The White House declined to comment, and Pentagon spokeswoman Dana White said only: "Secretary Mattis has confidence in General Nicholson's leadership."

Several lawmakers spoke in Nicholson's defense Thursday and two weeks have passed since the meeting, with the general still in position.

Meanwhile the situation in Afghanistan is as deadly as ever, with more than 2,500 Afghan police and troops killed in from January 1 to May 8.

US forces -- who are supposed to be in a non-combat role -- are still dying too, with nine killed in action so far this year, including two in Kandahar on Wednesday. The tally for 2017 is now the same as for all of 2016.

- 'No strategy for success' -

In signs of broader divisions in the White House, Trump's National Security Advisor General HR McMaster -- who is helping lead the push for a new Afghanistan plan -- on Wednesday fired Ezra Cohen-Watnick, his senior intelligence director.

That comes on the heels of the departure of a contentious top Middle East advisor, Derek Harvey, who left in July.

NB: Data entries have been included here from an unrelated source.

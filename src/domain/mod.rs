//! Domain module
//!
//! Core domain types and period arithmetic.

pub mod context;
pub mod error;
pub mod filter;
pub mod month;
pub mod period;
pub mod subscription;

pub use context::RequestContext;
pub use error::DomainError;
pub use filter::{CostFilter, ListFilter};
pub use month::Month;
pub use period::{earlier_of, later_of, months_inclusive, QueryWindow};
pub use subscription::{NewSubscription, Subscription};
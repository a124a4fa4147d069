//! Domain Error Types
//!
//! Pure domain errors that don't depend on infrastructure.

use thiserror::Error;

use super::Month;

/// Domain-specific errors
///
/// These errors represent invalid subscription data or query parameters.
/// They are independent of the web/infrastructure layer.
#[derive(Debug, Error, Clone, PartialEq, Eq)]
pub enum DomainError {
    /// Text is not a valid `MM-YYYY` month
    #[error("Invalid month: {0:?}, expected MM-YYYY")]
    InvalidMonth(String),

    /// Service name is empty or whitespace
    #[error("Service name must not be empty")]
    EmptyServiceName,

    /// Price is negative or does not fit the stored range
    #[error("Price out of range: {0}")]
    PriceOutOfRange(i64),

    /// Subscription ends before it starts
    #[error("End date {end} is before start date {start}")]
    EndBeforeStart { start: Month, end: Month },

    /// Query window starts after it ends
    #[error("Query window start {from} is after its end {to}")]
    InvertedWindow { from: Month, to: Month },
}

impl DomainError {
    /// Stable machine-readable code for API responses
    pub fn code(&self) -> &'static str {
        match self {
            Self::InvalidMonth(_) => "invalid_month",
            Self::EmptyServiceName => "empty_service_name",
            Self::PriceOutOfRange(_) => "invalid_price",
            Self::EndBeforeStart { .. } => "end_before_start",
            Self::InvertedWindow { .. } => "inverted_window",
        }
    }
}

#[cfg(test)]
mod tests {
    use super::*;

    #[test]
    fn test_end_before_start_message() {
        let err = DomainError::EndBeforeStart {
            start: Month::new(2025, 7).unwrap(),
            end: Month::new(2025, 6).unwrap(),
        };

        assert_eq!(err.code(), "end_before_start");
        assert!(err.to_string().contains("06-2025"));
        assert!(err.to_string().contains("07-2025"));
    }

    #[test]
    fn test_invalid_month_message() {
        let err = DomainError::InvalidMonth("2025-07".to_string());
        assert_eq!(err.code(), "invalid_month");
        assert!(err.to_string().contains("MM-YYYY"));
    }
}
//! Period arithmetic
//!
//! Pure calendar-month math used to clip a subscription's active period to a
//! query window. Nothing here fails: an empty overlap is an ordinary outcome
//! and counts as zero months.

use serde::Serialize;

use super::{DomainError, Month};

/// Number of calendar months from `start` through `end`, both included.
///
/// Returns `0` when `end` precedes `start`.
pub fn months_inclusive(start: Month, end: Month) -> i64 {
    if end < start {
        return 0;
    }
    let years = i64::from(end.year()) - i64::from(start.year());
    let months = i64::from(end.month()) - i64::from(start.month());
    years * 12 + months + 1
}

/// The later of two months.
pub fn later_of(a: Month, b: Month) -> Month {
    a.max(b)
}

/// The earlier of two months.
pub fn earlier_of(a: Month, b: Month) -> Month {
    a.min(b)
}

/// Inclusive `[from, to]` range of months an aggregation is computed over.
#[derive(Debug, Clone, Copy, PartialEq, Eq, Serialize)]
pub struct QueryWindow {
    from: Month,
    to: Month,
}

impl QueryWindow {
    /// Create a window. `from` must not be after `to`.
    pub fn new(from: Month, to: Month) -> Result<Self, DomainError> {
        if from > to {
            return Err(DomainError::InvertedWindow { from, to });
        }
        Ok(Self { from, to })
    }

    pub fn from(&self) -> Month {
        self.from
    }

    pub fn to(&self) -> Month {
        self.to
    }

    /// Length of the window in months (always at least 1).
    pub fn months(&self) -> i64 {
        months_inclusive(self.from, self.to)
    }
}

#[cfg(test)]
mod tests {
    use super::*;
    use quickcheck::{Arbitrary, Gen};
    use quickcheck_macros::quickcheck;

    fn m(year: i32, month: u32) -> Month {
        Month::new(year, month).unwrap()
    }

    #[derive(Debug, Clone, Copy)]
    struct AnyMonth(Month);

    impl Arbitrary for AnyMonth {
        fn arbitrary(g: &mut Gen) -> Self {
            let year = 1900 + i32::from(u16::arbitrary(g) % 300);
            let month = 1 + u32::from(u8::arbitrary(g) % 12);
            AnyMonth(m(year, month))
        }
    }

    #[test]
    fn test_same_month_counts_once() {
        assert_eq!(months_inclusive(m(2025, 7), m(2025, 7)), 1);
    }

    #[test]
    fn test_months_inclusive_within_year() {
        assert_eq!(months_inclusive(m(2025, 7), m(2025, 9)), 3);
    }

    #[test]
    fn test_months_inclusive_across_years() {
        assert_eq!(months_inclusive(m(2024, 11), m(2025, 2)), 4);
        assert_eq!(months_inclusive(m(2020, 1), m(2029, 12)), 120);
    }

    #[test]
    fn test_reversed_arguments_yield_zero() {
        assert_eq!(months_inclusive(m(2025, 9), m(2025, 7)), 0);
        assert_eq!(months_inclusive(m(2026, 1), m(2025, 12)), 0);
    }

    #[test]
    fn test_later_and_earlier_of() {
        let a = m(2025, 6);
        let b = m(2025, 7);
        assert_eq!(later_of(a, b), b);
        assert_eq!(later_of(b, a), b);
        assert_eq!(earlier_of(a, b), a);
        assert_eq!(earlier_of(b, a), a);
    }

    #[test]
    fn test_window_rejects_inverted_range() {
        let err = QueryWindow::new(m(2025, 9), m(2025, 7)).unwrap_err();
        assert!(matches!(err, DomainError::InvertedWindow { .. }));
    }

    #[test]
    fn test_window_months() {
        let window = QueryWindow::new(m(2025, 7), m(2025, 9)).unwrap();
        assert_eq!(window.months(), 3);
        assert_eq!(window.from(), m(2025, 7));
        assert_eq!(window.to(), m(2025, 9));
    }

    #[quickcheck]
    fn prop_ordered_pair_counts_at_least_one(a: AnyMonth, b: AnyMonth) -> bool {
        let (start, end) = if a.0 <= b.0 { (a.0, b.0) } else { (b.0, a.0) };
        months_inclusive(start, end) >= 1
    }

    #[quickcheck]
    fn prop_reversed_pair_counts_zero(a: AnyMonth, b: AnyMonth) -> bool {
        if a.0 == b.0 {
            return months_inclusive(a.0, b.0) == 1;
        }
        let (start, end) = if a.0 < b.0 { (a.0, b.0) } else { (b.0, a.0) };
        months_inclusive(end, start) == 0
    }
}
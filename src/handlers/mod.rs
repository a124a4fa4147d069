//! Command Handlers module
//!
//! Handlers that validate commands and coordinate the repository and the
//! aggregation engine.

mod commands;
mod cost_handler;
mod subscription_handler;


pub use commands::*;
pub use cost_handler::AggregateCostHandler;
pub use subscription_handler::SubscriptionHandler;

And chief strategist Steve Bannon was himself ousted from his seat on the National Security Council, which decides issues of war and peace.

According to the New York Times, Bannon and Trump's son-in-law Jared Kushner have pushed an idea to let private contractors conduct security work in Afghanistan instead of American soldiers.

Pentagon officials have said Mattis is weighing sending just shy of 4,000 troops to Afghanistan to operate in a non-combat role assisting local forces.

Military Times on Wednesday cited an Afghan government official as saying that Eric Prince, who was the former head of a controversial private military firm once known as Blackwater, had even offered to supply a private air force.

Senior Republican Senator John McCain, a longtime critic of the Obama administration's warfighting policies, this week expressed exasperation over Trump's lack of Afghanistan policy.

McCain said if a new plan hadn't been fleshed out by September, he would offer his own one -- based on the "advice of some our best military leaders" -- that he'd tack onto a massive military spending bill.

"There still is no strategy for success in Afghanistan," McCain said, though he provided no details on what his might be.

When Trump visited the Pentagon last month, a reporter asked him whether he would be sending more troops to Afghanistan.

"We'll see," he said, before changing the subject.